Get your free personalized podcast brief

We scan new podcasts and send you the top 5 insights daily.

At OpenAI, engineers use AI to build ideas instantly. This inverts the traditional product model, shifting the PM's role from upfront planning to evaluating already-built prototypes and deciding which ones to ship, dramatically accelerating development.

Related Insights

The traditional workflow (Idea -> PRD -> Alignment) is outdated. Now, PMs first create a functional AI prototype. This visual, interactive artifact is then brought to engineers and scientists for debate, accelerating alignment and making the development process more creative and collaborative from the start.

Capable AI coding assistants allow PMs to build and test functional prototypes or "skills" in a single day. This changes the product development philosophy, prioritizing quick validation with users over creating detailed UI mockups and specifications upfront.

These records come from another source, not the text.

//! Host side of the kvmarshal conversion layer
//!
//! - Object: the host's dynamically typed object graph and its ObjectClass
//! - Serializer: fallback serialization for objects with no wire form
//! - GeoCodec: GeoJSON text for geospatial objects

#![warn(missing_docs)]
#![warn(clippy::all)]

pub mod geo;
pub mod object;
pub mod serializer;

pub use geo::{GeoCodec, GeoError, JsonGeoCodec};
pub use object::{Instance, Object, ObjectClass};
pub use serializer::{NativeSerializer, Serializer, SerializerError, SerializerPolicy, Serializers};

The traditional product management workflow (spec -> engineer build) is obsolete. The modern AI PM uses agentic tools to build, test, and iterate on the initial product, handing a working, validated prototype to engineering for productionalization.

The product manager's role is evolving beyond traditional spec documents and static screenshots. With AI coding assistants, PMs can now create functioning prototypes themselves. This allows for more dynamic, hands-on feedback from stakeholders and users much earlier in the development cycle.

Traditional product development (PRD-first) was designed to protect scarce engineering resources. With AI making software creation as easy as writing a document, teams can shift to a prototype-first approach, where ideas are built and tested immediately without agonizing over ROI.

In AI, low prototyping costs and customer uncertainty make the traditional research-first PM model obsolete. The new approach is to build a prototype quickly, show it to customers to discover possibilities, and then iterate based on their reactions, effectively building the solution before the problem is fully defined.

The product management workflow is evolving from documentation to creation. With AI tools lowering the barrier to build, PMs can now develop and share functional prototypes to communicate ideas and test assumptions, a much higher-fidelity approach than traditional written documents.

To keep pace with evolving AI capabilities, Floto.ai's engineers build initial prototypes based on a problem statement. The product manager then crafts the user experience around what's technologically possible, eliminating the PM as a bottleneck and ensuring the spec isn't outdated upon creation.

The product development cycle has shifted. Instead of writing a spec, Product Managers use AI coding tools like Bolt.new to build the initial working version of a product. They then hand this functional prototype to engineers for hardening, security, and scaling, dramatically accelerating the process.

Traditionally, implementation was expensive, so teams de-risked ideas with docs. With AI, building is cheap, so teams now create numerous prototypes first and then curate them. The process is now "build then decide," not "decide then build," with curation and taste becoming the most expensive part.